Learn / Research process

Back to learn

How do you walk-forward test a calibration or threshold rule?

Walk-forward testing a calibration or threshold rule means refitting it only on the training slice, freezing it for the next forward window, and checking whether reliability, trade count, and net performance remain stable as time moves on.

What to remember

  • Refit the model and calibrator on each training slice.
  • Choose the threshold using only information available in that slice.
  • Evaluate the next window on both forecast reliability and actual trade behavior.

Short answer

A threshold or calibration rule should be treated like any other learned component. Fit it on the training window, lock it, and then judge it on the next forward slice without letting later information leak backward into the decision boundary.

What the walk-forward loop must include

If the model score is retrained but the threshold is chosen once on the whole sample, the validation is still compromised. The thresholding layer, the calibration map, and any state-dependent entry or exit logic should all follow the same train-then-freeze discipline.

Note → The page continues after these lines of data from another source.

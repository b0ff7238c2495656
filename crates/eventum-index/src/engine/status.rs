//! Operation status and per-record information.

use std::fmt;

/// Status returned by engine operations.
#[derive(Debug, Clone, Copy, PartialEq, Eq, Default)]
#[repr(u8)]
pub enum Status {
    /// Operation completed.
    #[default]
    Ok = 0,
    /// Key was not found.
    NotFound = 1,
    /// The record is on disk; call `complete_pending` to finish.
    Pending = 2,
    /// The record could not be read back.
    Error = 3,
}

impl Status {
    /// Check if the status indicates success.
    #[inline]
    pub const fn is_ok(&self) -> bool {
        matches!(self, Status::Ok)
    }

    /// Check if the operation is pending.
    #[inline]
    pub const fn is_pending(&self) -> bool {
        matches!(self, Status::Pending)
    }

    /// Check if the key was not found.
    #[inline]
    pub const fn is_not_found(&self) -> bool {
        matches!(self, Status::NotFound)
    }

    /// Get the status as a string.
    pub const fn as_str(&self) -> &'static str {
        match self {
            Status::Ok => "Ok",
            Status::NotFound => "NotFound",
            Status::Pending => "Pending",
            Status::Error => "Error",
        }
    }
}

impl fmt::Display for Status {
    fn fmt(&self, f: &mut fmt::Formatter<'_>) -> fmt::Result {
        f.write_str(self.as_str())
    }
}

/// Flags reported for each record by a log scan.
#[derive(Debug, Clone, Copy, PartialEq, Eq, Default)]
pub struct RecordInfo {
    /// The record marks a delete.
    pub tombstone: bool,
    /// The record was abandoned and must be ignored.
    pub invalid: bool,
}

impl RecordInfo {
    /// Returns true if the record carries a live value.
    #[inline]
    pub const fn is_live(&self) -> bool {
        !self.tombstone && !self.invalid
    }
}

#[cfg(test)]
mod tests {
    use super::*;

    #[test]
    fn test_status_predicates() {
        assert!(Status::Ok.is_ok());
        assert!(Status::Pending.is_pending());
        assert!(Status::NotFound.is_not_found());
        assert!(!Status::Error.is_ok());
        assert_eq!(Status::default(), Status::Ok);
        assert_eq!(Status::Pending.to_string(), "Pending");
    }

    #[test]
    fn test_record_info_liveness() {
        assert!(RecordInfo::default().is_live());
        assert!(!RecordInfo {
            tombstone: true,
            invalid: false
        }
        .is_live());
        assert!(!RecordInfo {
            tombstone: false,
            invalid: true
        }
        .is_live());
    }
}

  • Refit the model and calibrator on each training slice.
  • Choose the threshold using only information available in that slice.
  • Evaluate the next window on both forecast reliability and actual trade behavior.

What to measure beyond Sharpe

Watch bucket reliability, trade count stability, turnover near the boundary, and sensitivity to nearby threshold values. A threshold can preserve headline performance while quietly becoming less trustworthy as the market changes.

Why this matters on Alphora

Alphora's workflow already separates local research from verified and forward evidence. Walk-forward threshold testing fits naturally into that approach because it stops a pretty full-sample cutoff from masquerading as a robust trading policy before the strategy reaches paper or shared portfolio deployment.